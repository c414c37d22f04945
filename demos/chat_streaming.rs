//! Streaming chat completion.
//!
//! Run with:
//! ```bash
//! export MISTRAL_API_KEY="your-api-key"
//! RUST_LOG=mistral_client=debug cargo run --example chat_streaming
//! ```

use std::io::Write;

use futures::StreamExt;
use mistral_client::client::{MistralClient, StreamingEndpoint};
use mistral_client::model::ChatMessage;
use mistral_client::resources::chat::ChatCompletionRequest;
use tracing_subscriber::EnvFilter;

#[tokio::main]
async fn main() -> Result<(), Box<dyn std::error::Error>> {
    tracing_subscriber::fmt()
        .with_env_filter(EnvFilter::from_default_env())
        .with_writer(std::io::stderr)
        .init();

    // Reads MISTRAL_API_KEY (and MISTRAL_BASE_URL, if set)
    let client = MistralClient::from_env()?;

    let request = ChatCompletionRequest::new(
        "mistral-small-latest",
        vec![
            ChatMessage::system("You are a concise assistant."),
            ChatMessage::user("Write a haiku about Rust programming."),
        ],
    )
    .with_temperature(0.9)
    .with_max_tokens(256);

    println!("Streaming response...\n");

    let mut stream = client.chat().stream(request).await?;
    while let Some(chunk) = stream.next().await {
        let chunk = chunk?;
        if let Some(text) = chunk.delta_text() {
            print!("{}", text);
            std::io::stdout().flush()?;
        }
        if let Some(usage) = &chunk.usage {
            println!(
                "\n\n=== Usage ===\nPrompt tokens: {}\nCompletion tokens: {}",
                usage.prompt_tokens, usage.completion_tokens
            );
        }
    }

    Ok(())
}
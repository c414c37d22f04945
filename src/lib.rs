//! # mistral-client - typed client for the Mistral API
//!
//! An async client for chat and FIM completion, embeddings, conversations and
//! audio transcription, with first-class streaming.
//!
//! ## Features
//! - Async-first, tokio compatible
//! - Typed request/response models per endpoint
//! - Streaming via Server-Sent Events, decoded lazily into typed chunks
//! - A blocking SSE decoder for recorded or non-async bodies
//!
//! ## Architecture
//!
//! [`MistralClient`] owns the HTTP client and transport options and hands out
//! lightweight resource handles (`chat()`, `fim()`, `conversations()`, ...).
//! JSON resources implement [`Endpoint`] and, when they can stream,
//! [`StreamingEndpoint`]. Streaming responses go through the [`sse`] decoder,
//! which yields one JSON payload per `data:` line until `[DONE]`, and each
//! payload is then mapped to the endpoint's chunk type.
//!
//! ## Example
//! ```no_run
//! use futures::StreamExt;
//! use mistral_client::client::{MistralClient, StreamingEndpoint};
//! use mistral_client::model::ChatMessage;
//! use mistral_client::options::{SecretString, TransportOptions};
//! use mistral_client::resources::chat::ChatCompletionRequest;
//!
//! #[tokio::main]
//! async fn main() -> Result<(), Box<dyn std::error::Error>> {
//!     let client = MistralClient::new(TransportOptions::new(SecretString::from("your-api-key")))?;
//!
//!     let request = ChatCompletionRequest::new(
//!         "mistral-small-latest",
//!         vec![ChatMessage::user("Hello!")],
//!     );
//!
//!     let mut stream = client.chat().stream(request).await?;
//!     while let Some(chunk) = stream.next().await {
//!         if let Some(text) = chunk?.delta_text() {
//!             print!("{}", text);
//!         }
//!     }
//!     Ok(())
//! }
//! ```

pub mod client;
pub mod http;
pub mod model;
pub mod options;
pub mod resources;
pub mod sse;
pub mod stream;

// Re-exports for convenience
pub use client::{ClientError, Endpoint, MistralClient, StreamingEndpoint};
pub use model::{ChatMessage, CompletionChunk, Content};
pub use stream::ChunkStream;
//! Client configuration: credentials, endpoint and transport settings.

use std::collections::HashMap;
use std::time::Duration;

use crate::client::ClientError;

/// Production API endpoint.
pub const DEFAULT_BASE_URL: &str = "https://api.mistral.ai";

/// Environment variable holding the API key.
pub const API_KEY_ENV: &str = "MISTRAL_API_KEY";

/// Environment variable overriding [`DEFAULT_BASE_URL`].
pub const BASE_URL_ENV: &str = "MISTRAL_BASE_URL";

/// A secret string type for sensitive data like API keys.
/// Prevents accidental logging or display of secrets.
#[derive(Clone)]
pub struct SecretString(String);

impl SecretString {
    /// Create a new secret string.
    pub fn new(s: String) -> Self {
        Self(s)
    }

    /// Get the underlying secret value.
    pub fn expose_secret(&self) -> &str {
        &self.0
    }
}

impl std::fmt::Debug for SecretString {
    fn fmt(&self, f: &mut std::fmt::Formatter<'_>) -> std::fmt::Result {
        f.write_str("SecretString([REDACTED])")
    }
}

impl From<String> for SecretString {
    fn from(s: String) -> Self {
        Self::new(s)
    }
}

impl From<&str> for SecretString {
    fn from(s: &str) -> Self {
        Self::new(s.to_string())
    }
}

/// Transport configuration shared by every request a client makes.
///
/// # Example
/// ```rust
/// use mistral_client::options::{SecretString, TransportOptions};
/// use std::time::Duration;
///
/// let options = TransportOptions::new(SecretString::from("sk-..."))
///     .with_base_url("https://api.mistral.ai".to_string())
///     .with_timeout(Duration::from_secs(30));
/// ```
#[derive(Debug, Clone, Default)]
pub struct TransportOptions {
    /// API key sent as a bearer token
    pub api_key: Option<SecretString>,

    /// Base URL for API endpoints, without the `/v1` suffix
    pub base_url: Option<String>,

    /// Whole-request timeout, including reading streamed bodies
    pub timeout: Option<Duration>,

    /// HTTP proxy URL
    pub proxy: Option<String>,

    /// Additional HTTP headers to include in requests
    pub extra_headers: Option<HashMap<String, String>>,
}

impl TransportOptions {
    /// Create new transport options with an API key.
    pub fn new(api_key: impl Into<SecretString>) -> Self {
        Self {
            api_key: Some(api_key.into()),
            ..Self::default()
        }
    }

    /// Read the API key and optional base URL from the environment.
    pub fn from_env() -> Result<Self, ClientError> {
        Self::from_source(|key| std::env::var(key).ok())
    }

    fn from_source(lookup: impl Fn(&str) -> Option<String>) -> Result<Self, ClientError> {
        let api_key = lookup(API_KEY_ENV)
            .filter(|key| !key.trim().is_empty())
            .ok_or_else(|| ClientError::Config(format!("{} is not set", API_KEY_ENV)))?;

        let mut options = Self::new(api_key);
        options.base_url = lookup(BASE_URL_ENV).filter(|url| !url.trim().is_empty());
        Ok(options)
    }

    /// The configured base URL, or [`DEFAULT_BASE_URL`].
    pub fn base_url(&self) -> &str {
        self.base_url.as_deref().unwrap_or(DEFAULT_BASE_URL)
    }

    /// Set the base URL.
    pub fn with_base_url(mut self, base_url: String) -> Self {
        self.base_url = Some(base_url);
        self
    }

    /// Set the timeout.
    pub fn with_timeout(mut self, timeout: Duration) -> Self {
        self.timeout = Some(timeout);
        self
    }

    /// Set the proxy URL.
    pub fn with_proxy(mut self, proxy: String) -> Self {
        self.proxy = Some(proxy);
        self
    }

    /// Set extra headers.
    pub fn with_extra_headers(mut self, headers: HashMap<String, String>) -> Self {
        self.extra_headers = Some(headers);
        self
    }

    /// Add a single extra header.
    pub fn with_header(mut self, key: String, value: String) -> Self {
        self.extra_headers
            .get_or_insert_with(HashMap::new)
            .insert(key, value);
        self
    }
}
══════════════════════════════
■ **TASK DETAILS**
Note each line of the material holding "payload" and copy it out.

■ **ANSWER BOX**
//! which yields one JSON payload per `data:` line until `[DONE]`, and each
//! payload is then mapped to the endpoint's chunk type.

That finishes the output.